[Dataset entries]

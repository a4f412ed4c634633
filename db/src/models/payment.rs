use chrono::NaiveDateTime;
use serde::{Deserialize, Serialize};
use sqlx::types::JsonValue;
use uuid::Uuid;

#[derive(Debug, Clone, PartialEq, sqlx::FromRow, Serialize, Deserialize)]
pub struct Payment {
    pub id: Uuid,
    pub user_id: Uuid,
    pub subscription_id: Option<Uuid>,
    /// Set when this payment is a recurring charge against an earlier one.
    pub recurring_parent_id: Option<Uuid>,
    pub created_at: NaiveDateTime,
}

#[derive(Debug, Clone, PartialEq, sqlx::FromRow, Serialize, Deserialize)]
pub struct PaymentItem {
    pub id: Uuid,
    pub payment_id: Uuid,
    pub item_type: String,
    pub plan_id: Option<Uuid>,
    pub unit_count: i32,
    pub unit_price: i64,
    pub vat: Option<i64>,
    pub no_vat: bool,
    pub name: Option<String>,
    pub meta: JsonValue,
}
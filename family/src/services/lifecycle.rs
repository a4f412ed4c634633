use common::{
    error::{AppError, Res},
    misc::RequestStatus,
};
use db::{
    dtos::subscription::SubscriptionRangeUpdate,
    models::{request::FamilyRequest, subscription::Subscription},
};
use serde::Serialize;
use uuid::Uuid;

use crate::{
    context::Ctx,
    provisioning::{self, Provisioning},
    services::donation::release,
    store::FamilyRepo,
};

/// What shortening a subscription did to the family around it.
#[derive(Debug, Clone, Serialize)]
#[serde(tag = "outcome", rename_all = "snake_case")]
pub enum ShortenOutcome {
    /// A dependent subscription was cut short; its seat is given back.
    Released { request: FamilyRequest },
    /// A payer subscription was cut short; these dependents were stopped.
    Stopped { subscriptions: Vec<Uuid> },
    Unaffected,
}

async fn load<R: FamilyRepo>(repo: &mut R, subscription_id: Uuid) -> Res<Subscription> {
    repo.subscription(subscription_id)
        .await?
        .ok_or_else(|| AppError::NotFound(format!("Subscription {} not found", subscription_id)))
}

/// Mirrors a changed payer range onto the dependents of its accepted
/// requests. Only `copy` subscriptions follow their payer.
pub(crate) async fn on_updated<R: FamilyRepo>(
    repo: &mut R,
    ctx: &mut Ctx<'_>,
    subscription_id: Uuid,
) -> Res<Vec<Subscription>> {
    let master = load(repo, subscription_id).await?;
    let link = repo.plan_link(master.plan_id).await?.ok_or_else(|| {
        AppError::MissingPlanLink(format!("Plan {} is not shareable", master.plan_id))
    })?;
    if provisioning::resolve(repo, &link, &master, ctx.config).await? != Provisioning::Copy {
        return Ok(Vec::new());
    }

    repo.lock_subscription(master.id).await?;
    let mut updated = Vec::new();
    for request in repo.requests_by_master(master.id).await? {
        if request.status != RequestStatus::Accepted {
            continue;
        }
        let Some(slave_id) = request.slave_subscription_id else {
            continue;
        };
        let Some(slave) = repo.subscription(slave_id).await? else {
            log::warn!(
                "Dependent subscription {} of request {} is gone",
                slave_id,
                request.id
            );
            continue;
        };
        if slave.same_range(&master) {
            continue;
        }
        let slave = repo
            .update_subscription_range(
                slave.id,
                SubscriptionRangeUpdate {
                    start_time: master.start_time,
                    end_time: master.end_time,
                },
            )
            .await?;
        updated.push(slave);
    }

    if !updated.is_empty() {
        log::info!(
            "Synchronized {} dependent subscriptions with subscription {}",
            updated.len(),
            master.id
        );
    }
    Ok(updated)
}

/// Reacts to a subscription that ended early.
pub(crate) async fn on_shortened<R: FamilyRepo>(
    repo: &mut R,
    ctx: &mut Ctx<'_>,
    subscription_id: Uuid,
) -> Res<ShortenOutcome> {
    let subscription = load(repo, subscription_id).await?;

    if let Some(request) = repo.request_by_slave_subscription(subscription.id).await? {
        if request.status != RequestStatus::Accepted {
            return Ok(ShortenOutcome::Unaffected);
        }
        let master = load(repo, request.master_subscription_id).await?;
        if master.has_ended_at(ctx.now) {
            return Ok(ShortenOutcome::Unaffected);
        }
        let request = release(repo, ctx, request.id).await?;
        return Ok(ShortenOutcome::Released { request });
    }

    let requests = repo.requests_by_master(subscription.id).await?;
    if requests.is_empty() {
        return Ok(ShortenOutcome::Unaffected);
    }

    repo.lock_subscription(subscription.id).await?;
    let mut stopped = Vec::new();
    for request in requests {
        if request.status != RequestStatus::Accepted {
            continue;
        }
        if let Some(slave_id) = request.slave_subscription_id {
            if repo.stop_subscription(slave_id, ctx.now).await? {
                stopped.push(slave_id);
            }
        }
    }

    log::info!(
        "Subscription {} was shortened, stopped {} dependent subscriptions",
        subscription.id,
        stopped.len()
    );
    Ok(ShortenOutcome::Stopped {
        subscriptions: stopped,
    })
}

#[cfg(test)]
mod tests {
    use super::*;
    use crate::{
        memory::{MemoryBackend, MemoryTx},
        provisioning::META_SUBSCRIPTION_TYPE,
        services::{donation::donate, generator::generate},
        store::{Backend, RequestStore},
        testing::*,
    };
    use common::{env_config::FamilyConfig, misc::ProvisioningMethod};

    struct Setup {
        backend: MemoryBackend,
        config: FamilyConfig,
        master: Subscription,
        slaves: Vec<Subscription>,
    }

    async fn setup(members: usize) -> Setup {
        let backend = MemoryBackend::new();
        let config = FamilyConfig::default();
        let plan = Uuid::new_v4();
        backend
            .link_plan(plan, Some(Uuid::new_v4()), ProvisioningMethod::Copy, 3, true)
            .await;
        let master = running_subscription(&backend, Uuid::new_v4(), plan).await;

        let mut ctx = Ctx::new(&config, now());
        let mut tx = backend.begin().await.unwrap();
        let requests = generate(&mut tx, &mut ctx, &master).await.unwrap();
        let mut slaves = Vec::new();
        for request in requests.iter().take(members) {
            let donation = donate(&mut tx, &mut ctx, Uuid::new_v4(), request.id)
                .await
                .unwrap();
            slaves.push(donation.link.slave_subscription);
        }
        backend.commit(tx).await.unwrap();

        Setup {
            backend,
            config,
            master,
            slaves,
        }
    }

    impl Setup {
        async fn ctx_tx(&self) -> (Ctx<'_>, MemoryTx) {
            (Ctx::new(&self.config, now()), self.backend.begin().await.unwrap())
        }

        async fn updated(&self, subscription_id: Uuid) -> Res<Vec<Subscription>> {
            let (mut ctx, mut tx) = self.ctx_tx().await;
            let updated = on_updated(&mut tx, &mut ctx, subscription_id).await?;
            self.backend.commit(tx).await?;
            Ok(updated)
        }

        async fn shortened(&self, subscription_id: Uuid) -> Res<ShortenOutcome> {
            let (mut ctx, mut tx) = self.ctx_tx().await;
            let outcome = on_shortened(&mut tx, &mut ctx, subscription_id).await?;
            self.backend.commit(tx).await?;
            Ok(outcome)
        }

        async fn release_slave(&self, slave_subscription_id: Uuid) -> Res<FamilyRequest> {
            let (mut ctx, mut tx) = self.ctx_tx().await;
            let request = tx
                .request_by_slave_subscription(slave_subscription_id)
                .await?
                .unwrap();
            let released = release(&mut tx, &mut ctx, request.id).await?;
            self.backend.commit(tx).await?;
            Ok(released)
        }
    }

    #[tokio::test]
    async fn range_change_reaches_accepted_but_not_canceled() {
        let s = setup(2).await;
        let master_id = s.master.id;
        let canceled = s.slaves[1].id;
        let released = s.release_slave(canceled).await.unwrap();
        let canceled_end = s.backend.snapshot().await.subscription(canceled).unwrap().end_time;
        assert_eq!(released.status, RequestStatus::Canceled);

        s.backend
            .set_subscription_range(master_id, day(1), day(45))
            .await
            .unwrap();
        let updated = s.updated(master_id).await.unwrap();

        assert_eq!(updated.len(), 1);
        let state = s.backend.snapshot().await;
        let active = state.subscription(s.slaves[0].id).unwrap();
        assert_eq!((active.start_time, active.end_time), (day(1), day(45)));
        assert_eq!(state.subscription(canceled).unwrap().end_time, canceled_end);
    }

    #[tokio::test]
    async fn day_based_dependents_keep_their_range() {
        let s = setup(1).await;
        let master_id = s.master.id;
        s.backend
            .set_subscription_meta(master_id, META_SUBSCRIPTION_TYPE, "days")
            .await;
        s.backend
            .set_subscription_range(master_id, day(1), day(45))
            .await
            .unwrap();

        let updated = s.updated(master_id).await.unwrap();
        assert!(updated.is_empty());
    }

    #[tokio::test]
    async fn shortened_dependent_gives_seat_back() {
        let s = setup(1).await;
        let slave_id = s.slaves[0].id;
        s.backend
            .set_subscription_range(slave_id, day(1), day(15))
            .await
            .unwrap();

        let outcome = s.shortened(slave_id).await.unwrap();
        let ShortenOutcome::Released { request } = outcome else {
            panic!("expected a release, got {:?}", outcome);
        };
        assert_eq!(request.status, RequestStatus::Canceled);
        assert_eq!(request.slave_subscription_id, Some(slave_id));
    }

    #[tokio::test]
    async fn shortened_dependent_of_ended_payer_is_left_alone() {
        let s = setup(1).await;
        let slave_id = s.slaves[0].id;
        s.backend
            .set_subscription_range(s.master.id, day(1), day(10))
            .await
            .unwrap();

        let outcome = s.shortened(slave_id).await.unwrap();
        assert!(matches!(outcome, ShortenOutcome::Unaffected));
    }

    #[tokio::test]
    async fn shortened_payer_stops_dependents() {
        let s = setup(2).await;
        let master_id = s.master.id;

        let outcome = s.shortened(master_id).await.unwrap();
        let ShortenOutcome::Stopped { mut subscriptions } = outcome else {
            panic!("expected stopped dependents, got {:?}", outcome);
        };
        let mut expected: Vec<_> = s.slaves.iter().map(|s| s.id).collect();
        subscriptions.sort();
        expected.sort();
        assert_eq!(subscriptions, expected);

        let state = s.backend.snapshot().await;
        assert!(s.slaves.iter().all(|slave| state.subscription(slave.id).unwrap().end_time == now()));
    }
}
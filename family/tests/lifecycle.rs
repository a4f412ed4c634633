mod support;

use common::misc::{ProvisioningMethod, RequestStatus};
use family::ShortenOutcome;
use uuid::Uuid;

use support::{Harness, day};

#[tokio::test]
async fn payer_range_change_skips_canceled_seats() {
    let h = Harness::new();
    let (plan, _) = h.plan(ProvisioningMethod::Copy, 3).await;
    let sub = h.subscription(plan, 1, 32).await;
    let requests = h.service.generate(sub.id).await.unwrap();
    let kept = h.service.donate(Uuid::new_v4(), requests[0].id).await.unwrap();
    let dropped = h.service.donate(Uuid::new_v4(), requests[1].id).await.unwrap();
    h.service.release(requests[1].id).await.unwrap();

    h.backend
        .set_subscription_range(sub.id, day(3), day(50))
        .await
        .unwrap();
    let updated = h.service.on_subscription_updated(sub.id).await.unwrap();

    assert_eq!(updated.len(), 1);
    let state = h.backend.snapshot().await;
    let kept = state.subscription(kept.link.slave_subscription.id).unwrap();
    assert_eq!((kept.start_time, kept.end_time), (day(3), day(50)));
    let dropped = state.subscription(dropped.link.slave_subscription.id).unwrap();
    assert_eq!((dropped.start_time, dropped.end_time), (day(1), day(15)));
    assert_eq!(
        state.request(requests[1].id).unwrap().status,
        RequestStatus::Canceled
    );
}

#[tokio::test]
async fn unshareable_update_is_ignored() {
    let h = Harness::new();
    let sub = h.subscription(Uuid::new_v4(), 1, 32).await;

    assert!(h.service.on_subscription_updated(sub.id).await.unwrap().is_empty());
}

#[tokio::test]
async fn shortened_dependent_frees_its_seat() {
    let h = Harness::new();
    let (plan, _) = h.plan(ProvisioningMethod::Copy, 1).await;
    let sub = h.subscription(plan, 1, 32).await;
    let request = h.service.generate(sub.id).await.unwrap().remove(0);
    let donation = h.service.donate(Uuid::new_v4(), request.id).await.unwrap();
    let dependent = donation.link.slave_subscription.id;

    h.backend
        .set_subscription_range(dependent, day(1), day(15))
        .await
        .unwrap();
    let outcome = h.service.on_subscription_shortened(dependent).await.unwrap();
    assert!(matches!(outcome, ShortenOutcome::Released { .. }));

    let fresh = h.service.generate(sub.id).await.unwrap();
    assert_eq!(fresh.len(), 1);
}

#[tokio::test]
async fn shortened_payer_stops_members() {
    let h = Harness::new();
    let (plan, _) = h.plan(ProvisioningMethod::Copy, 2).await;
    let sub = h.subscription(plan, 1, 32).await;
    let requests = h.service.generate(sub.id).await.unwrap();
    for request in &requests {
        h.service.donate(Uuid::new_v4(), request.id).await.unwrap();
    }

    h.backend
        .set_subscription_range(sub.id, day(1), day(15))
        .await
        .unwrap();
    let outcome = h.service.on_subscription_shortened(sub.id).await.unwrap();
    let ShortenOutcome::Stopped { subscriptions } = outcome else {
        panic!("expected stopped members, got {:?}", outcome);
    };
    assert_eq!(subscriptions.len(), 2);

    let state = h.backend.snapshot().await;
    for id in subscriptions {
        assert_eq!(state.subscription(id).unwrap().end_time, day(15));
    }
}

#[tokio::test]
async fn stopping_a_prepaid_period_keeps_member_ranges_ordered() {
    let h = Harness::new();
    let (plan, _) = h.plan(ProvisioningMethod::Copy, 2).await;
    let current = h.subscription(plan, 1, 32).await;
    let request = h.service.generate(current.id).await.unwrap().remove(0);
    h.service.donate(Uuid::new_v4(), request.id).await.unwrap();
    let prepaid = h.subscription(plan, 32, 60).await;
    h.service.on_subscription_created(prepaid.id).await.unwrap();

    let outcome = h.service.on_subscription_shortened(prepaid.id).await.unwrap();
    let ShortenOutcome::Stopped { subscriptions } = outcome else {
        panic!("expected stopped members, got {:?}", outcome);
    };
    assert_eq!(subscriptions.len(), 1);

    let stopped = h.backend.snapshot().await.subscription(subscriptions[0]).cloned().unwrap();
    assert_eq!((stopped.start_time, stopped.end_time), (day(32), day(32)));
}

Instructions for the task. Once you have checked the entries above, say how many lines include the word "serde", and nothing beyond the number.

Answer box. 3